Meryl Streep is the Wicked Witch of The Community.
One of the bigger changes from the book is the ramping up the ages of the kids, in the book the three main children are twelve years old while in the movie they shift that up to sixteen, and like in Percy Jackson and the Lightning Thief I’m betting part of the reasoning here is for the ease of shooting with older actors as the restrictions when shooting with minors can be very costly to a production. This I completely understand, and was ready to let slide, but then they also completely changed the characters of the kids. Hell, I can’t even recognize anybody from the book in this movie.
Did we really need a love story subplot?
The hardest thing in creating a futuristic society is getting your audience to understand how this particular world works; you have to do it in as fast and economical way as possible so as to get on with the main plot of your story.

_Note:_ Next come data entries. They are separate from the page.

//! Compact config strings for share links.
//!
//! Non-default values are written in the control tree's leaf order, joined
//! by `_`. Defaults become empty fields, trailing ones are dropped, and runs
//! of three or more `_` collapse to `~N_`:
//!
//! ```text
//! sides=9 density=88               -> 9_88
//! sides=9 (4 defaults) reverse=on  -> 9~5_!1
//! ```

use super::{
    get_config_default_values, leaf_controls, Config, ConfigError, ConfigValue, ControlConfig,
    ControlType,
};
use crate::geometry::round_to;

const DELIMITER: char = '_';
const RUN_MARKER: char = '~';
const MIN_RUN: usize = 3;
const NUMBER_DECIMALS: i32 = 6;

/// Serialize the non-default values of `config`.
pub fn serialize_config(controls: &[ControlConfig], config: &Config) -> String {
    let defaults = get_config_default_values(controls);
    let mut fields: Vec<String> = leaf_controls(controls)
        .into_iter()
        .map(|control| match config.get(&control.key) {
            Some(value) if defaults.get(&control.key) != Some(value) => encode_value(control, value),
            _ => String::new(),
        })
        .collect();

    while fields.last().is_some_and(String::is_empty) {
        fields.pop();
    }

    compress_delimiters(&fields.join("_"))
}

/// Parse a config string back into the partial config it came from.
///
/// Only keys that differ from their defaults are present in the result.
/// Extra trailing fields (from a newer or different pattern) are ignored.
pub fn deserialize_config(
    controls: &[ControlConfig],
    serialized: &str,
) -> Result<Config, ConfigError> {
    let mut config = Config::new();
    if serialized.is_empty() {
        return Ok(config);
    }

    let defaults = get_config_default_values(controls);
    let leaves = leaf_controls(controls);
    let expanded = expand_delimiters(serialized)?;

    for (index, field) in expanded.split(DELIMITER).enumerate() {
        let Some(control) = leaves.get(index) else {
            log::warn!(
                "config string has more fields than controls ({}), ignoring the rest",
                leaves.len()
            );
            break;
        };
        if field.is_empty() {
            continue;
        }
        let value = decode_value(control, field).ok_or_else(|| ConfigError::Malformed {
            index,
            token: field.to_string(),
        })?;
        if defaults.get(&control.key) != Some(&value) {
            config.set(control.key.clone(), value);
        }
    }

    Ok(config)
}

/// A pattern reference with its serialized config, as found in share links.
#[derive(Debug, Clone, PartialEq, Eq)]
pub struct PatternLink {
    pub pattern: String,
    pub config: String,
}

/// Share-link query string: `?pattern=<id>&config=<serialized>`.
///
/// The config parameter is omitted when everything is at its default.
pub fn pattern_url(pattern_id: &str, serialized: &str) -> String {
    if serialized.is_empty() {
        format!("?pattern={}", pattern_id)
    } else {
        format!("?pattern={}&config={}", pattern_id, serialized)
    }
}

/// Parse a query string produced by [`pattern_url`]. The leading `?` is optional.
pub fn parse_url(query: &str) -> Option<PatternLink> {
    let query = query.rsplit_once('?').map_or(query, |(_, q)| q);
    let mut pattern = None;
    let mut config = String::new();
    for pair in query.split('&') {
        match pair.split_once('=') {
            Some(("pattern", value)) if !value.is_empty() => pattern = Some(value.to_string()),
            Some(("config", value)) => config = value.to_string(),
            _ => {}
        }
    }
    pattern.map(|pattern| PatternLink { pattern, config })
}

// ============================================================================
// FIELD ENCODING
// ============================================================================

fn encode_value(control: &ControlConfig, value: &ConfigValue) -> String {
    match value {
        ConfigValue::Null => String::new(),
        ConfigValue::Bool(true) => "!1".to_string(),
        ConfigValue::Bool(false) => "!0".to_string(),
        ConfigValue::Number(n) => format_number(*n),
        ConfigValue::Text(text) => {
            let text = if control.control_type == ControlType::Color {
                text.strip_prefix('#').unwrap_or(text)
            } else {
                text
            };
            escape_text(text)
        }
    }
}

fn decode_value(control: &ControlConfig, field: &str) -> Option<ConfigValue> {
    match control.control_type {
        ControlType::Checkbox => match field {
            "!1" => Some(ConfigValue::Bool(true)),
            "!0" => Some(ConfigValue::Bool(false)),
            _ => None,
        },
        ControlType::Range | ControlType::Number => {
            field.parse::<f64>().ok().filter(|n| n.is_finite()).map(ConfigValue::Number)
        }
        ControlType::Color => {
            let text = unescape_text(field)?;
            // Named colors are stored as-is, hex colors lost their '#'.
            if text.chars().all(|c| c.is_ascii_hexdigit()) {
                Some(ConfigValue::Text(format!("#{}", text)))
            } else {
                Some(ConfigValue::Text(text))
            }
        }
        ControlType::Text => unescape_text(field).map(ConfigValue::Text),
        ControlType::Select => control
            .attr
            .options
            .iter()
            .find(|option| encode_value(control, &option.value) == field)
            .map(|option| option.value.clone())
            .or_else(|| match field {
                "!1" => Some(ConfigValue::Bool(true)),
                "!0" => Some(ConfigValue::Bool(false)),
                _ => match control.constant_default() {
                    Some(ConfigValue::Number(_)) => field.parse().ok().map(ConfigValue::Number),
                    _ => unescape_text(field).map(ConfigValue::Text),
                },
            }),
        ControlType::Group => None,
    }
}

/// Round to 6 decimals and print without trailing zeros.
fn format_number(n: f64) -> String {
    let rounded = round_to(n, NUMBER_DECIMALS);
    // Avoid "-0".
    let rounded = if rounded == 0.0 { 0.0 } else { rounded };
    format!("{}", rounded)
}

fn escape_text(text: &str) -> String {
    let mut escaped = String::with_capacity(text.len());
    for c in text.chars() {
        match c {
            '%' => escaped.push_str("%25"),
            '_' => escaped.push_str("%5F"),
            '~' => escaped.push_str("%7E"),
            '&' => escaped.push_str("%26"),
            ' ' => escaped.push_str("%20"),
            '?' => escaped.push_str("%3F"),
            '#' => escaped.push_str("%23"),
            '=' => escaped.push_str("%3D"),
            c => escaped.push(c),
        }
    }
    escaped
}

fn unescape_text(text: &str) -> Option<String> {
    let mut result = String::with_capacity(text.len());
    let mut chars = text.chars();
    while let Some(c) = chars.next() {
        if c == '%' {
            let code: String = chars.by_ref().take(2).collect();
            let byte = u8::from_str_radix(&code, 16).ok()?;
            result.push(char::from(byte));
        } else {
            result.push(c);
        }
    }
    Some(result)
}

// ============================================================================
// DELIMITER RUNS
// ============================================================================

fn compress_delimiters(joined: &str) -> String {
    let mut result = String::with_capacity(joined.len());
    let mut run = 0;
    let flush = |result: &mut String, run: usize| {
        if run >= MIN_RUN {
            result.push(RUN_MARKER);
            result.push_str(&run.to_string());
            result.push(DELIMITER);
        } else {
            (0..run).for_each(|_| result.push(DELIMITER));
        }
    };
    for c in joined.chars() {
        if c == DELIMITER {
            run += 1;
        } else {
            flush(&mut result, run);
            run = 0;
            result.push(c);
        }
    }
    flush(&mut result, run);
    result
}

fn expand_delimiters(serialized: &str) -> Result<String, ConfigError> {
    let mut result = String::with_capacity(serialized.len());
    let mut chars = serialized.char_indices().peekable();
    while let Some((pos, c)) = chars.next() {
        if c != RUN_MARKER {
            result.push(c);
            continue;
        }
        let mut digits = String::new();
        while let Some((_, d)) = chars.next_if(|(_, d)| d.is_ascii_digit()) {
            digits.push(d);
        }
        let malformed = || ConfigError::Malformed {
            index: result.matches(DELIMITER).count(),
            token: serialized[pos..].chars().take(digits.len() + 2).collect(),
        };
        let count: usize = digits.parse().map_err(|_| malformed())?;
        if chars.next().map(|(_, d)| d) != Some(DELIMITER) {
            return Err(malformed());
        }
        (0..count).for_each(|_| result.push(DELIMITER));
    }
    Ok(result)
}

#[cfg(test)]
mod tests {
    use super::*;
    use crate::config::SelectOption;
    use pretty_assertions::assert_eq;

    fn controls() -> Vec<ControlConfig> {
        vec![
            ControlConfig::range("sides", "Sides", 6.0, 3.0, 20.0, 1.0).structural(),
            ControlConfig::range("density", "Density", 40.0, 5.0, 200.0, 1.0).structural(),
            ControlConfig::range("rotation", "Rotation", 0.0, 0.0, 1.0, 0.01),
            ControlConfig::checkbox("reverse", "Reverse", false),
            ControlConfig::select(
                "easing",
                "Easing",
                "linear",
                vec![SelectOption::new("linear", "Linear"), SelectOption::new("easeIn", "Ease in")],
            ),
            ControlConfig::text("title", "Title", ""),
            ControlConfig::color("color", "Color", "#ffffff"),
        ]
    }

    #[test]
    fn leading_values_only() {
        let config = Config::new().with("sides", 9).with("density", 88);
        assert_eq!(serialize_config(&controls(), &config), "9_88");
    }

    #[test]
    fn defaults_are_omitted() {
        let config = crate::config::get_config_default_values(&controls());
        assert_eq!(serialize_config(&controls(), &config), "");
    }

    #[test]
    fn booleans_and_runs() {
        let config = Config::new().with("sides", 9).with("color", "#ff0000");
        // sides, 5 empty fields, color -> 6 delimiters in a row.
        assert_eq!(serialize_config(&controls(), &config), "9~6_ff0000");

        let config = Config::new().with("rotation", 0.25).with("reverse", true);
        assert_eq!(serialize_config(&controls(), &config), "__0.25_!1");
    }

    #[test]
    fn numbers_round_to_six_places() {
        let config = Config::new().with("rotation", 1.0 / 3.0);
        assert_eq!(serialize_config(&controls(), &config), "__0.333333");
    }

    #[test]
    fn round_trip_non_default_keys() {
        let config = Config::new()
            .with("sides", 12)
            .with("rotation", 0.125)
            .with("reverse", true)
            .with("easing", "easeIn")
            .with("title", "my_art ~ 100%")
            .with("color", "#00ff7f");
        let serialized = serialize_config(&controls(), &config);
        let restored = deserialize_config(&controls(), &serialized).unwrap();
        assert_eq!(restored, config);
    }

    #[test]
    fn round_trip_named_color() {
        let config = Config::new().with("color", "red");
        let restored =
            deserialize_config(&controls(), &serialize_config(&controls(), &config)).unwrap();
        assert_eq!(restored, config);
    }

    #[test]
    fn malformed_fields_are_errors() {
        assert!(matches!(
            deserialize_config(&controls(), "abc"),
            Err(ConfigError::Malformed { index: 0, .. })
        ));
        assert!(matches!(
            deserialize_config(&controls(), "9___!x"),
            Err(ConfigError::Malformed { index: 3, .. })
        ));
        assert!(deserialize_config(&controls(), "9~x_1").is_err());
    }

    #[test]
    fn extra_fields_ignored() {
        let restored = deserialize_config(&controls(), "9_88_______1_2_3").unwrap();
        assert_eq!(restored.number("sides"), 9.0);
        assert_eq!(restored.number("density"), 88.0);
    }

    #[test]
    fn url_round_trip() {
        assert_eq!(pattern_url("lotus", "9_88"), "?pattern=lotus&config=9_88");
        assert_eq!(pattern_url("lotus", ""), "?pattern=lotus");
        assert_eq!(
            parse_url("https://example.com/?pattern=lotus&config=9_88"),
            Some(PatternLink { pattern: "lotus".to_string(), config: "9_88".to_string() })
        );
        assert_eq!(
            parse_url("pattern=star"),
            Some(PatternLink { pattern: "star".to_string(), config: String::new() })
        );
        assert_eq!(parse_url("?config=1_2"), None);
    }

    #[test]
    fn link_characters_in_text_survive_the_url() {
        let config = Config::new().with("title", "why? #1 a=b");
        let serialized = serialize_config(&controls(), &config);
        assert!(!serialized.contains(['?', '#', '=', '&']), "{}", serialized);

        let link = parse_url(&pattern_url("lotus", &serialized)).unwrap();
        assert_eq!(link.config, serialized);
        let restored = deserialize_config(&controls(), &link.config).unwrap();
        assert_eq!(restored.text("title"), "why? #1 a=b");
    }

    #[test]
    fn delimiter_runs_round_trip() {
        for joined in ["a", "a_b", "a__b", "a___b", "a__________b"] {
            let compressed = compress_delimiters(joined);
            assert_eq!(expand_delimiters(&compressed).unwrap(), joined);
        }
        assert_eq!(compress_delimiters("a____b"), "a~4_b");
    }
}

In a book an author has multiple ways of getting that information across but in a movie you can easily run the danger of the infodump on the audience, which could cause them to just give up, but if you don’t give them enough you could be leaving them completely confused.
“Just sit right back and you’ll here a tale, a tale of a fateful trip.”
In this “Community” there are no emotions, colors or anything but a nice bland engineered sameness, it’s when Jonas (Brenton Thwaites) starts seeing colors that he realises he may be different from everyone else and which is what leads him to be selected as “The Receiver of Memories.” An important job with grave responsibilities. Being as the movie spends so little time showing us how this society functions we don’t know how grave or how important this job is.
Welcome to Pleasantville.
The Giver was not an action/mystery book but that is exactly what we get here. In the movie Jonas must fight the system, expose it to his friends and escape to the outside world, while in the book his growth through the acquisition of memories is subtle and profound and does not lead him to punching out is best friend. His best friend Asher (Cameron Monaghan) becomes a Drone Pilot and ends up chosen to hunt down Jonas; this is so far from the book Asher that it almost had me abandoning the film at that point to go and make a nice cocoa and calm myself down. Fiona (Odeya Rush) plays the girlfriend that Jonas tries to expose the conspiracies to; he also gets her to stopping taking her medication so she can fall in love with him.
“Soylent Green is people!”
His parents are played, and completely wasted in this movie, by Katie Holmes and Alexander Skarsgård who both provide almost nothing to the story. In the book the relationship between Jonas’ father and the baby Gabriel is crucial to understanding how this society functions. In the movie he is just bland euthanasia guy, while Katie Holmes is given the sole job of just staring worriedly at things. Also Taylor Swift is in this movie for some reason.
Jeff Bridges seen here explaining to Brenton that story and character don’t matter.
Jeff Bridges isn’t terrible so much as looking incredibly bored most of the time and really isn’t given much to do anyway; he’s just a plot expository device and does almost nothing to motivate Jonas. The movie also has this ridiculous idea that the baby Gabriel, who Jonas finds out will be euthanized, has same birthmark that he and The Giver have as if they are somehow genetically marked to be memory receptacles. I think not wanting a baby to die is enough motivation we didn’t need any more reason than that.
Gone Baby Gone.
The design of The Community in the movie is fine, that until we see it is on some lost plateau above the clouds where below it and beyond the desert are huge energy pylons of some kind that keep memories from getting into The Community. That is some seriously unnecessary bullshit here and only added so we can get ridiculous scenes of Jonas escaping and running from drones.
“Beam me up, Asher!”
I just recently read the book, on recommendation of a friend, so I’m really curious as to how long time fans of this book who read it and loved it as children take to this Hollywood version. My advice to those that have not read the book, please avoid this movie and head to your local library or book store and pick up Lois Lowry’s amazing novel.
A fantastic read awaits you.
The Giver (2014)
Overall
-
Movie Rank - 4/10
4/10
Summary
A wonderful book is stripped of all meaning by a group of Hollywood artists who seemed to completely miss the point of it all. If some one gives you this movie, give it right back.